Masalah yang dihadapi Scale AI mencerminkan krisis yang lebih besar dalam dunia AI:
Apakah kita terlalu bergantung pada data murah?
Apakah kita menutup mata terhadap kondisi mereka yang menghasilkan data tersebut?
Apakah kita sungguh-sungguh menyelesaikan bias model dari akarnya?
Kontroversi yang membayangi Scale AI bukanlah kejadian terisolasi—tetapi tanda peringatan bagi industri yang berlari mengejar keuntungan tanpa menyadari fondasi rapuh di baliknya. Jika data adalah minyak baru dalam era AI, maka kita perlu mengkaji bagaimana minyak itu ditambang—dan siapa yang benar-benar mendapat manfaat darinya.

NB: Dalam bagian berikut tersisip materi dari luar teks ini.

#[cfg(test)]
#[allow(clippy::unwrap_used, clippy::expect_used)]
mod tests {
    use super::*;
    use crate::models::CircuitBreakerSnapshot;
    use crate::services::circuit_breaker::BreakerPolicy;
    use crate::services::jazz_client::mock::{MockJazzTransport, MockReply};
    use crate::services::jazz_client::JazzOperation;
    use crate::services::{OperationLock, ResilientJazzClient, RetryPolicy};
    use crate::store::memory::MemoryStore;
    use crate::store::LockStore;

    const PROVIDER: &str = "sberjazz";

    struct Fixture {
        worker: Arc<ReconciliationWorker>,
        store: MemoryStore,
        transport: Arc<MockJazzTransport>,
        breaker: Arc<CircuitBreaker>,
    }

    fn fixture(transport: MockJazzTransport, batch_limit: usize) -> Fixture {
        let store = MemoryStore::new();
        let transport = Arc::new(transport);
        let breaker = Arc::new(CircuitBreaker::new(
            PROVIDER,
            Arc::new(store.clone()),
            BreakerPolicy {
                failure_threshold: 3,
                cooldown: Duration::from_secs(60),
                auto_reset_enabled: true,
                auto_reset_min_age: Duration::from_secs(30),
            },
        ));
        let client = Arc::new(ResilientJazzClient::new(
            transport.clone(),
            breaker.clone(),
            RetryPolicy {
                max_retries: 0,
                ..RetryPolicy::default()
            },
        ));
        let lock = OperationLock::new(PROVIDER, Arc::new(store.clone()), Duration::from_secs(60));
        let manager = Arc::new(SessionManager::new(
            PROVIDER,
            Arc::new(store.clone()),
            lock,
            client,
        ));
        let worker = Arc::new(ReconciliationWorker::new(
            manager,
            Arc::new(store.clone()),
            ReconciliationConfig {
                batch_limit,
                ..ReconciliationConfig::default()
            },
        ));
        Fixture {
            worker,
            store,
            transport,
            breaker,
        }
    }

    fn session(id: &str, state: SessionState, heartbeat_secs_ago: i64) -> ConnectorSession {
        let then = utc_now() - chrono::Duration::seconds(heartbeat_secs_ago);
        let mut session = ConnectorSession::new(MeetingId::parse(id).unwrap(), PROVIDER, then);
        session.state = state;
        if state.requires_heartbeat() {
            session.external_session_id = Some(format!("ext-{id}"));
            session.last_heartbeat_at = Some(then);
        }
        session
    }

    async fn stored_state(store: &MemoryStore, id: &str) -> SessionState {
        store
            .get(&MeetingId::parse(id).unwrap())
            .await
            .unwrap()
            .unwrap()
            .state
    }

    #[tokio::test]
    async fn test_stale_session_is_reconnected() {
        let f = fixture(MockJazzTransport::healthy(), 20);
        f.store
            .insert_session(session("m1", SessionState::Connected, 600))
            .await;
        f.store
            .insert_session(session("fresh", SessionState::Connected, 5))
            .await;

        let run = f.worker.run_cycle(RunSource::Job).await.unwrap();

        assert_eq!(run.scanned, 2);
        assert_eq!(run.stale_marked, 1);
        assert_eq!(run.reconnect_attempted, 1);
        assert_eq!(run.reconnect_succeeded, 1);
        assert_eq!(f.transport.calls_for(JazzOperation::Reconnect), 1);
        assert_eq!(stored_state(&f.store, "m1").await, SessionState::Connected);
        assert_eq!(stored_state(&f.store, "fresh").await, SessionState::Connected);
    }

    #[tokio::test]
    async fn test_stale_session_fails_when_reconnect_fails() {
        let f = fixture(MockJazzTransport::failing_with_status(503), 20);
        f.store
            .insert_session(session("m1", SessionState::Connected, 600))
            .await;

        let run = f.worker.run_cycle(RunSource::Job).await.unwrap();

        assert_eq!(run.reconnect_attempted, 1);
        assert_eq!(run.reconnect_failed, 1);
        assert_eq!(run.outcomes[0].result, "failed");
        assert_eq!(stored_state(&f.store, "m1").await, SessionState::Failed);
    }

    #[tokio::test]
    async fn test_batch_limit_bounds_reconnects() {
        let f = fixture(MockJazzTransport::healthy(), 2);
        for i in 0..5 {
            f.store
                .insert_session(session(&format!("m{i}"), SessionState::Stale, 600 - i))
                .await;
        }

        let run = f.worker.run_cycle(RunSource::Job).await.unwrap();

        assert_eq!(run.stale_found, 5);
        assert_eq!(run.reconnect_attempted, 2);
        assert_eq!(f.transport.call_count(), 2);
        // Oldest first
        assert_eq!(run.outcomes[0].meeting_id.as_str(), "m0");
        assert_eq!(run.outcomes[1].meeting_id.as_str(), "m1");
    }

    #[tokio::test]
    async fn test_open_breaker_skips_batch() {
        let f = fixture(MockJazzTransport::healthy(), 20);
        f.store
            .insert_session(session("m1", SessionState::Failed, 600))
            .await;
        for _ in 0..3 {
            f.breaker.record_failure("unavailable").await.unwrap();
        }

        let run = f.worker.run_cycle(RunSource::Job).await.unwrap();

        assert_eq!(run.skipped_circuit_open, 1);
        assert_eq!(run.reconnect_attempted, 0);
        assert_eq!(run.breaker_resets, 0);
        assert_eq!(f.transport.call_count(), 0);
        assert!(f.breaker.is_open().await.unwrap());
    }

    #[tokio::test]
    async fn test_breaker_opening_mid_batch_stops_batch() {
        let f = fixture(MockJazzTransport::failing_with_status(503), 20);
        for i in 0..5 {
            f.store
                .insert_session(session(&format!("m{i}"), SessionState::Stale, 600 - i))
                .await;
        }

        let run = f.worker.run_cycle(RunSource::Job).await.unwrap();

        // Threshold 3: three failed calls open the breaker, the rest are skipped
        assert_eq!(run.reconnect_failed, 3);
        assert_eq!(run.skipped_circuit_open, 2);
        assert_eq!(f.transport.call_count(), 3);
        assert_eq!(run.outcomes[3].result, "circuit_open");
        assert_eq!(stored_state(&f.store, "m3").await, SessionState::Failed);
        assert_eq!(stored_state(&f.store, "m4").await, SessionState::Stale);
    }

    #[tokio::test]
    async fn test_auto_reset_waits_for_cooldown() {
        let f = fixture(MockJazzTransport::healthy(), 20);
        let opened_at = utc_now();
        f.store
            .set_breaker(
                PROVIDER,
                CircuitBreakerSnapshot {
                    state: crate::models::BreakerState::Open,
                    consecutive_failures: 3,
                    opened_at: DateTime::from_timestamp_millis(opened_at.timestamp_millis()),
                    ..CircuitBreakerSnapshot::closed()
                },
            )
            .await;

        let early = f
            .worker
            .run_cycle_at(RunSource::Job, opened_at + chrono::Duration::seconds(45))
            .await
            .unwrap();
        assert_eq!(early.breaker_resets, 0);
        assert!(f.breaker.is_open().await.unwrap());

        let late = f
            .worker
            .run_cycle_at(RunSource::Job, opened_at + chrono::Duration::seconds(61))
            .await
            .unwrap();
        assert_eq!(late.breaker_resets, 1);
        assert!(!f.breaker.is_open().await.unwrap());
    }

    #[tokio::test]
    async fn test_busy_session_is_skipped() {
        let f = fixture(MockJazzTransport::healthy(), 20);
        f.store
            .insert_session(session("m1", SessionState::Stale, 600))
            .await;
        f.store
            .try_lock("connector:sberjazz:lock:m1", "admin", Duration::from_secs(60))
            .await
            .unwrap();

        let run = f.worker.run_cycle(RunSource::Manual).await.unwrap();

        assert_eq!(run.skipped_busy, 1);
        assert_eq!(run.reconnect_attempted, 0);
        assert_eq!(run.reconnect_failed, 0);
        assert_eq!(run.outcomes[0].result, "busy");
    }

    #[tokio::test]
    async fn test_abandoned_connecting_session_is_repaired() {
        let f = fixture(MockJazzTransport::healthy(), 20);
        let mut stuck = session("m1", SessionState::Failed, 600);
        stuck.state = SessionState::Connecting;
        f.store.insert_session(stuck).await;

        let run = f.worker.run_cycle(RunSource::Job).await.unwrap();

        assert_eq!(run.abandoned_failed, 1);
        assert_eq!(run.reconnect_succeeded, 1);
        assert_eq!(f.transport.calls_for(JazzOperation::Join), 1);
        assert_eq!(stored_state(&f.store, "m1").await, SessionState::Connected);
    }

    #[tokio::test]
    async fn test_recent_connecting_session_is_left_alone() {
        let f = fixture(MockJazzTransport::healthy(), 20);
        let mut in_flight = session("m1", SessionState::Failed, 10);
        in_flight.state = SessionState::Connecting;
        f.store.insert_session(in_flight).await;

        let run = f.worker.run_cycle(RunSource::Job).await.unwrap();

        assert_eq!(run.abandoned_failed, 0);
        assert_eq!(f.transport.call_count(), 0);
        assert_eq!(stored_state(&f.store, "m1").await, SessionState::Connecting);
    }

    #[tokio::test]
    async fn test_store_failure_fails_cycle() {
        let f = fixture(MockJazzTransport::healthy(), 20);
        f.store.set_unavailable(true);

        let result = f.worker.run_cycle(RunSource::Job).await;
        assert!(matches!(result, Err(ConnectorError::Store(_))));
    }

    #[tokio::test]
    async fn test_one_bad_session_does_not_abort_cycle() {
        let f = fixture(
            MockJazzTransport::with_replies(vec![MockReply::Status(400)]),
            20,
        );
        f.store
            .insert_session(session("m1", SessionState::Stale, 600))
            .await;
        f.store
            .insert_session(session("m2", SessionState::Stale, 500))
            .await;

        let run = f.worker.run_cycle(RunSource::Job).await.unwrap();

        assert_eq!(run.reconnect_failed, 1);
        assert_eq!(run.reconnect_succeeded, 1);
        assert_eq!(stored_state(&f.store, "m2").await, SessionState::Connected);
    }

    #[tokio::test(start_paused = true)]
    async fn test_task_exits_on_cancel() {
        let f = fixture(MockJazzTransport::healthy(), 20);
        let cancel = CancellationToken::new();

        let handle = tokio::spawn(start_reconciliation(f.worker.clone(), cancel.clone()));
        tokio::time::advance(Duration::from_secs(65)).await;
        cancel.cancel();

        tokio::time::timeout(Duration::from_secs(1), handle)
            .await
            .expect("task should exit after cancel")
            .unwrap();
    }
}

Di tengah ambisi membangun kecerdasan buatan, kita sering melupakan para pekerja tak terlihat di balik algoritma—mereka yang melabeli data, memverifikasi hasil, dan menjaga kualitas sistem. Kini, ketika retakan mulai terlihat, kita diingatkan bahwa infrastruktur yang dibangun di atas ketimpangan tidak akan bertahan selamanya.
Dalam dunia yang semakin digerakkan oleh AI, kita perlu menuntut lebih dari sekadar hasil teknologi. Kita butuh industri yang menjunjung keadilan dan kemanusiaan, bukan hanya kinerja. Kemajuan sejati bukan hanya soal inovasi—melainkan tentang bagaimana masa depan itu dibangun, dan siapa yang ikut merasakannya.